]> git.ipfire.org Git - thirdparty/linux.git/commitdiff
btrfs: migrate btrfs_bio_ctrl::submit_bitmap to support larger bitmaps
authorQu Wenruo <wqu@suse.com>
Wed, 13 May 2026 04:36:20 +0000 (14:06 +0930)
committerFilipe Manana <fdmanana@suse.com>
Tue, 9 Jun 2026 10:49:26 +0000 (11:49 +0100)
[CURRENT LIMIT]
Btrfs currently only supports sub-bitmaps (e.g. dirty bitmap) no larger
than BITS_PER_LONG.

One call site that utilizes this limit is btrfs_bio_ctrl::submit_bitmap,
which makes it very simple and straightforward to just grab an unsigned
long value and assign it to submit_bitmap.

Unfortunately that limit prevents us from supporting huge folios.
For 4K page size and block size, a huge folio (order 9) means 512 blocks
inside a 2M folio.

[ENHANCEMENT]
Instead of using a fixed unsigned long value, change
btrfs_bio_ctrl::submit_bitmap to an unsigned long pointer.

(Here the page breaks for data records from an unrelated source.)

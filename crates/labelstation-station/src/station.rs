//! A station assembled from configuration.

use crate::config::StationConfig;
use crate::confirmation::{AnyConfirmationSource, StoreConfirmationSource};
use crate::coordinator::{IssuanceCoordinator, StationIdentity};
use crate::error::Result;
use crate::mock::RecordingPrintSink;
use crate::policy::PolicyHandle;
use crate::printer::{AnyPrintSink, RawPrinterSink};
use labelstation_hardware::mock::{MockDeviceLink, passing_snapshot};
use labelstation_hardware::{AnyDeviceLink, WrapperDeviceLink};
use labelstation_label::{
    DmtxCommandRenderer, LabelComposer, SymbolRenderer, TemplateRegistry,
    UnavailableRenderer,
};
use labelstation_storage::{Database, DatabaseConfig, SqliteIssuanceRepository};
use labelstation_tracking::{TrackingClient, TrackingConfig};
use std::time::Duration;
use tracing::{info, warn};

/// The coordinator over the production collaborators.
pub type Station =
    IssuanceCoordinator<AnyDeviceLink, SqliteIssuanceRepository, AnyPrintSink, AnyConfirmationSource>;

/// Open the database, build every collaborator and return the station.
///
/// The [`Database`] is returned so the caller can close it on shutdown.
pub async fn open(config: &StationConfig) -> Result<(Station, Database)> {
    let db_config = DatabaseConfig::new(config.database.path.clone())
        .max_connections(config.database.max_connections);
    let db = Database::open(db_config).await?;
    let store = SqliteIssuanceRepository::new(db.pool().clone());

    let station = assemble(config, store)?;
    info!(
        station = %station.identity().station_id,
        printer = station.printer_id(),
        "Station ready"
    );
    Ok((station, db))
}

/// Build a station over an existing store.
pub fn assemble(config: &StationConfig, store: SqliteIssuanceRepository) -> Result<Station> {
    let confirmations = confirmation_source(config, &store)?;

    let identity = StationIdentity {
        station_id: config.station.station_id.clone(),
        scanner_id: config.station.scanner_id.clone(),
    };

    Ok(IssuanceCoordinator::new(
        device_link(config),
        composer(config)?,
        store,
        print_sink(config),
        confirmations,
    )
    .with_policy(PolicyHandle::new(config.policy))
    .with_identity(identity)
    .with_printer(config.printer.id.clone()))
}

pub fn device_link(config: &StationConfig) -> AnyDeviceLink {
    let hardware = &config.hardware;

    if let Some(serial) = &hardware.simulate_serial {
        warn!(serial = %serial, "Using a simulated device");
        let (link, _handle) = MockDeviceLink::with_device(passing_snapshot(1, serial));
        return link.into();
    }

    let mut link = WrapperDeviceLink::new(&hardware.wrapper_path)
        .with_timeout(Duration::from_secs(hardware.timeout_secs));
    if let Some(launcher) = &hardware.launcher {
        link = link.with_launcher(launcher);
    }
    link.into()
}

/// Label composer with the built-in templates.
///
/// # Errors
///
/// Fails if a built-in template does not fit its page.
pub fn composer(config: &StationConfig) -> Result<LabelComposer> {
    let registry = TemplateRegistry::builtin();
    registry.validate()?;

    let renderer: Box<dyn SymbolRenderer> = match &config.templates.symbol_encoder {
        Some(program) => Box::new(
            DmtxCommandRenderer::new(program)
                .with_timeout(Duration::from_secs(config.templates.encoder_timeout_secs)),
        ),
        None => Box::new(UnavailableRenderer),
    };

    Ok(LabelComposer::new(registry, config.templates.base_assets(), renderer)
        .with_dpi(config.printer.dpi))
}

pub fn print_sink(config: &StationConfig) -> AnyPrintSink {
    if config.printer.simulate {
        return RecordingPrintSink::new().into();
    }
    RawPrinterSink::new(config.printer.print_settings())
        .with_timeout(Duration::from_secs(config.printer.timeout_secs))
        .into()
}

fn confirmation_source(
    config: &StationConfig,
    store: &SqliteIssuanceRepository,
) -> Result<AnyConfirmationSource> {
    Ok(match &config.tracking.base_url {
        Some(url) => {
            let tracking = TrackingConfig::parse(url)?.with_timeout_secs(config.tracking.timeout_secs);
            TrackingClient::new(tracking)?.into()
        }
        None => StoreConfirmationSource::new(store.clone()).into(),
    })
}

And for cases where an unsigned long can hold the whole bitmap,
introduce @submit_bitmap_value, and just point that pointer to that
unsigned long.

Then update all direct users of bio_ctrl->submit_bitmap to use the
pointer version.

There are several call sites that get extra changes:

- @range_bitmap inside extent_writepage_io()
  Which is only utilized to truncate the bitmap.
  Since we do not want to allocate new memory just for such temporary
  usage, change the original bitmap_set() and bitmap_and() into
  bitmap_clear() for the ranges outside of the target range.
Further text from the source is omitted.